ST. PETERSBURG — Officials in Tampa aren’t the only ones claiming they were railroaded by CSX Transportation’s surprise repairs to local train tracks.
Just days after the company’s repairs created a mess of blocked roads and drawn-out detours throughout the South Tampa peninsula, CSX Transportation said it plans to conduct more “emergency repairs” to the railroad crossing along 22nd Avenue N, between Interstate 275 and 25th Street, according to the Pinellas County Public Works department.
The work will block a portion of a major east-west artery in the city for several days.
According to a spokesman for the city of St. Petersburg, that portion of 22nd Avenue North will be closed from the time work begins at 6 a.m. Monday until 5 p.m. on Friday, when the company expects repairs to be completed.
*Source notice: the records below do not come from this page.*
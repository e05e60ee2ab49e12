//! Tracing setup and structured export logging.
//!
//! Provides consistent, structured logging for export lifecycle events
//! with tracing spans and contextual information.

use std::path::{Path, PathBuf};

use tracing::{error, info, warn, Span};
use tracing_subscriber::{fmt, prelude::*, EnvFilter};

/// Install the global subscriber.
///
/// `RUST_LOG` overrides the default `vexport=info` filter. Set
/// `LOG_FORMAT=json` for JSON lines.
pub fn init_tracing() {
    let use_json = std::env::var("LOG_FORMAT")
        .map(|v| v.eq_ignore_ascii_case("json"))
        .unwrap_or(false);

    let env_filter = EnvFilter::try_from_default_env().unwrap_or_else(|_| EnvFilter::new("vexport=info"));

    if use_json {
        tracing_subscriber::registry()
            .with(fmt::layer().json().with_writer(std::io::stderr))
            .with(env_filter)
            .init();
    } else {
        tracing_subscriber::registry()
            .with(
                fmt::layer()
                    .with_writer(std::io::stderr)
                    .with_ansi(true)
                    .with_target(true)
                    .with_thread_ids(false),
            )
            .with(env_filter)
            .init();
    }
}

/// Export logger for structured logging with consistent formatting.
#[derive(Debug, Clone)]
pub struct ExportLogger {
    export_id: String,
    target: PathBuf,
}

impl ExportLogger {
    /// Create a logger with a fresh export ID.
    pub fn new(target: impl AsRef<Path>) -> Self {
        Self::with_id(uuid::Uuid::new_v4().simple().to_string(), target)
    }

    pub fn with_id(export_id: impl Into<String>, target: impl AsRef<Path>) -> Self {
        Self {
            export_id: export_id.into(),
            target: target.as_ref().to_path_buf(),
        }
    }

    pub fn log_start(&self, ranges: usize) {
        info!(
            export_id = %self.export_id,
            target = %self.target.display(),
            ranges,
            "Export started"
        );
    }

    pub fn log_resume(&self, progress: f64) {
        info!(
            export_id = %self.export_id,
            target = %self.target.display(),
            progress,
            "Resuming export from checkpoint"
        );
    }

    pub fn log_progress(&self, progress: f64) {
        info!(
            export_id = %self.export_id,
            progress = format_args!("{:.1}%", progress * 100.0),
            "Export progress"
        );
    }

    pub fn log_warning(&self, message: &str) {
        warn!(export_id = %self.export_id, "Export warning: {}", message);
    }

    pub fn log_error(&self, message: &str) {
        error!(
            export_id = %self.export_id,
            target = %self.target.display(),
            "Export failed: {}", message
        );
    }

    pub fn log_completion(&self, elapsed_secs: f64) {
        info!(
            export_id = %self.export_id,
            target = %self.target.display(),
            elapsed_secs,
            "Export completed"
        );
    }

    pub fn export_id(&self) -> &str {
        &self.export_id
    }

    pub fn target(&self) -> &Path {
        &self.target
    }

    /// Span carrying the export ID, for work done on other threads.
    pub fn create_span(&self) -> Span {
        tracing::info_span!(
            "export",
            export_id = %self.export_id,
            target = %self.target.display()
        )
    }
}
It’s more of a heads up than Mayor Jane Castor said she received from the company last week, when more than a dozen unexpected railroad repairs launched simultaneously at some of Tampa’s busiest crossings derailed the entire city’s Wednesday morning commute.
Still, St. Petersburg Mayor Rick Kriseman let off some steam on his Twitter account Saturday afternoon, claiming CSX Transportation gave his administration “zero business days to prepare our residents for a major street closure” and calling the situation “very disappointing and frustrating.”
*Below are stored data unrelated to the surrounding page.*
//! Timestamp parsing for cut ranges.
//!
//! Ranges arrive from the subtitle/screenplay layer as `HH:MM:SS.mmm`
//! strings (SRT-style commas are accepted too) or as plain seconds.

use thiserror::Error;

/// Longest source we accept a range for (24 hours in seconds).
pub const MAX_SOURCE_DURATION_SECS: f64 = 86400.0;

/// Timestamp parsing/validation error.
#[derive(Debug, Clone, PartialEq, Error)]
pub enum TimestampError {
    #[error("Timestamp cannot be empty")]
    Empty,

    #[error("Timestamp cannot be negative")]
    Negative,

    #[error("Invalid {0} value: {1}")]
    InvalidValue(&'static str, String),

    #[error("Invalid timestamp format '{0}'. Use HH:MM:SS[.mmm], MM:SS[.mmm] or seconds")]
    InvalidFormat(String),

    #[error("Start time ({start:.3}s) must be before end time ({end:.3}s)")]
    StartNotBeforeEnd { start: f64, end: f64 },

    #[error("Timestamp {0:.1}s exceeds the maximum source duration of 24 hours")]
    ExceedsMaxDuration(f64),
}

/// Parse a timestamp string to total seconds.
///
/// Supports `HH:MM:SS`, `MM:SS` and `SS`, each with an optional fractional
/// part separated by `.` or `,`.
///
/// # Examples
/// ```
/// use vexport_models::timestamp::parse_timestamp;
/// assert_eq!(parse_timestamp("01:30:00").unwrap(), 5400.0);
/// assert_eq!(parse_timestamp("00:00:01,500").unwrap(), 1.5);
/// assert_eq!(parse_timestamp("90").unwrap(), 90.0);
/// ```
pub fn parse_timestamp(ts: &str) -> Result<f64, TimestampError> {
    let ts = ts.trim();
    if ts.is_empty() {
        return Err(TimestampError::Empty);
    }

    let normalized = ts.replace(',', ".");
    let parts: Vec<&str> = normalized.split(':').collect();
    let (hours, minutes, seconds) = match parts.as_slice() {
        [s] => ("0", "0", *s),
        [m, s] => ("0", *m, *s),
        [h, m, s] => (*h, *m, *s),
        _ => return Err(TimestampError::InvalidFormat(ts.to_string())),
    };

    let hours = parse_component("hours", hours)?;
    let minutes = parse_component("minutes", minutes)?;
    let seconds = parse_component("seconds", seconds)?;

    let total = hours * 3600.0 + minutes * 60.0 + seconds;
    if total > MAX_SOURCE_DURATION_SECS {
        return Err(TimestampError::ExceedsMaxDuration(total));
    }
    Ok(total)
}

fn parse_component(name: &'static str, value: &str) -> Result<f64, TimestampError> {
    let parsed: f64 = value
        .parse()
        .map_err(|_| TimestampError::InvalidValue(name, value.to_string()))?;
    if !parsed.is_finite() {
        return Err(TimestampError::InvalidValue(name, value.to_string()));
    }
    if parsed < 0.0 {
        return Err(TimestampError::Negative);
    }
    Ok(parsed)
}

/// Format seconds as `HH:MM:SS.mmm`.
pub fn format_timestamp(total_secs: f64) -> String {
    let total_ms = (total_secs.max(0.0) * 1000.0).round() as u64;
    let hours = total_ms / 3_600_000;
    let mins = (total_ms % 3_600_000) / 60_000;
    let secs = (total_ms % 60_000) / 1000;
    let millis = total_ms % 1000;
    format!("{:02}:{:02}:{:02}.{:03}", hours, mins, secs, millis)
}

#[cfg(test)]
mod tests {
    use super::*;

    #[test]
    fn test_parse_timestamp_forms() {
        assert_eq!(parse_timestamp("00:00:00").unwrap(), 0.0);
        assert_eq!(parse_timestamp("01:30:45").unwrap(), 5445.0);
        assert_eq!(parse_timestamp("05:30").unwrap(), 330.0);
        assert_eq!(parse_timestamp("90").unwrap(), 90.0);
        assert!((parse_timestamp("00:00:30.500").unwrap() - 30.5).abs() < 0.001);
        assert!((parse_timestamp("00:01:02,250").unwrap() - 62.25).abs() < 0.001);
    }

    #[test]
    fn test_parse_timestamp_errors() {
        assert_eq!(parse_timestamp("  "), Err(TimestampError::Empty));
        assert!(matches!(parse_timestamp("abc"), Err(TimestampError::InvalidValue(_, _))));
        assert!(matches!(parse_timestamp("1:2:3:4"), Err(TimestampError::InvalidFormat(_))));
        assert_eq!(parse_timestamp("-5"), Err(TimestampError::Negative));
        assert!(matches!(parse_timestamp("25:00:00"), Err(TimestampError::ExceedsMaxDuration(_))));
    }

    #[test]
    fn test_format_timestamp() {
        assert_eq!(format_timestamp(0.0), "00:00:00.000");
        assert_eq!(format_timestamp(3661.5), "01:01:01.500");
        assert_eq!(format_timestamp(-3.0), "00:00:00.000");
        let text = format_timestamp(1234.567);
        assert!((parse_timestamp(&text).unwrap() - 1234.567).abs() < 0.0005);
    }
}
An email thread sent to the Tampa Bay Times by a CSX Transportation spokeswoman on Saturday shows that partner company Southern Commercial Development LLC notified city officials of the impending road closure in an email sent around 11:30 a.m. on Friday by Railroad Division Assistant Manager Erika Elmore.
In her email, Elmore explained that emergency repairs have to be made not only to the 22nd Avenue crossing, but also to a second crossing on South Bayview Boulevard, between State Street West and Marlborough Street in Oldsmar.
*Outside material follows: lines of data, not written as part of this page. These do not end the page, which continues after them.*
//! Raw frame files viewed as arrays.

use std::ops::Range;
use std::path::Path;

use ndarray::ArrayView4;

use super::view::MappedView;
use crate::error::{MediaError, MediaResult};

/// Geometry of a raw (headerless or fixed-header) frame file.
#[derive(Debug, Clone, Copy, PartialEq, Eq)]
pub struct FrameLayout {
    pub width: usize,
    pub height: usize,
    pub channels: usize,
    pub bytes_per_channel: usize,
    /// Bytes to skip before the first frame.
    pub header_bytes: usize,
}

impl FrameLayout {
    /// Packed 8-bit RGB, as produced by `-f rawvideo -pix_fmt rgb24`.
    pub fn rgb24(width: usize, height: usize) -> Self {
        Self {
            width,
            height,
            channels: 3,
            bytes_per_channel: 1,
            header_bytes: 0,
        }
    }

    /// Bytes in one frame.
    pub fn frame_size(&self) -> usize {
        self.width * self.height * self.channels * self.bytes_per_channel
    }

    pub(crate) fn validate(&self, path: &Path) -> MediaResult<()> {
        let size = self
            .width
            .checked_mul(self.height)
            .and_then(|n| n.checked_mul(self.channels))
            .and_then(|n| n.checked_mul(self.bytes_per_channel));
        match size {
            Some(0) => Err(MediaError::mapping(path, "frame layout has zero size")),
            None => Err(MediaError::mapping(path, "frame layout overflows")),
            Some(_) => Ok(()),
        }
    }

    /// Complete frames in a file of `len` bytes.
    pub fn frames_in(&self, len: usize) -> usize {
        len.saturating_sub(self.header_bytes) / self.frame_size()
    }
}

/// A contiguous run of frames inside a mapped file.
#[derive(Debug, Clone)]
pub struct FrameRange {
    view: MappedView,
    layout: FrameLayout,
    start_frame: usize,
    actual_count: usize,
}

impl FrameRange {
    pub(crate) fn new(
        view: MappedView,
        layout: FrameLayout,
        start_frame: usize,
        requested: usize,
    ) -> MediaResult<Self> {
        let total = layout.frames_in(view.len());
        let actual_count = requested.min(total.saturating_sub(start_frame));
        if actual_count < requested {
            tracing::debug!(
                path = %view.path().display(),
                requested,
                actual_count,
                total,
                "Frame request runs past end of file"
            );
        }
        Ok(Self {
            view,
            layout,
            start_frame,
            actual_count,
        })
    }

    /// Frames actually available; may be less than requested.
    pub fn actual_count(&self) -> usize {
        self.actual_count
    }

    pub fn start_frame(&self) -> usize {
        self.start_frame
    }

    pub fn layout(&self) -> FrameLayout {
        self.layout
    }

    fn byte_range(&self) -> Range<usize> {
        let size = self.layout.frame_size();
        let start = (self.layout.header_bytes + self.start_frame.min(self.total_frames()) * size)
            .min(self.view.len());
        start..start + self.actual_count * size
    }

    fn total_frames(&self) -> usize {
        self.layout.frames_in(self.view.len())
    }

    fn bytes(&self) -> &[u8] {
        // Frame files are always mapped read-only.
        match self.view.as_slice() {
            Some(all) => &all[self.byte_range()],
            None => &[],
        }
    }

    /// Raw bytes of the whole range, zero-copy.
    pub fn as_bytes(&self) -> &[u8] {
        self.bytes()
    }

    /// Bytes of the `index`-th frame within this range.
    pub fn frame(&self, index: usize) -> Option<&[u8]> {
        if index >= self.actual_count {
            return None;
        }
        let size = self.layout.frame_size();
        self.bytes().get(index * size..(index + 1) * size)
    }

    /// View as `(frames, height, width, channels * bytes_per_channel)`.
    pub fn as_array(&self) -> MediaResult<ArrayView4<'_, u8>> {
        let shape = (
            self.actual_count,
            self.layout.height,
            self.layout.width,
            self.layout.channels * self.layout.bytes_per_channel,
        );
        ArrayView4::from_shape(shape, self.bytes())
            .map_err(|e| MediaError::internal(format!("frame array shape: {e}")))
    }
}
That road will be closed from 6 a.m. on Wednesday to about 5 p.m. on Saturday, Elmore’s email said.
The work on both crossings was scheduled “under an emergency basis” and will result in a “total closure, meaning there will be no access across the tracks until the crossing is reopened,” the email said.
“These two crossings must be repaired due to an abundance of complaints received from citizens,” Elmore’s email said. “This will necessitate rerouting traffic. Signage will be in place marking detour routes."
Later Saturday afternoon, Kriseman tweeted that “an official advisory will be shared shortly with additional details (including) suggested (alternative) routes. Please plan accordingly.”
Wednesday’s railroad repairs in Tampa were mostly finished by the end of the day, yet officials with the city of Tampa were quick to blame CSX for not following the city’s permitting procedures. It took city staff several hours to put up road signs alerting drivers of blocked intersections and directing them to alternate routes.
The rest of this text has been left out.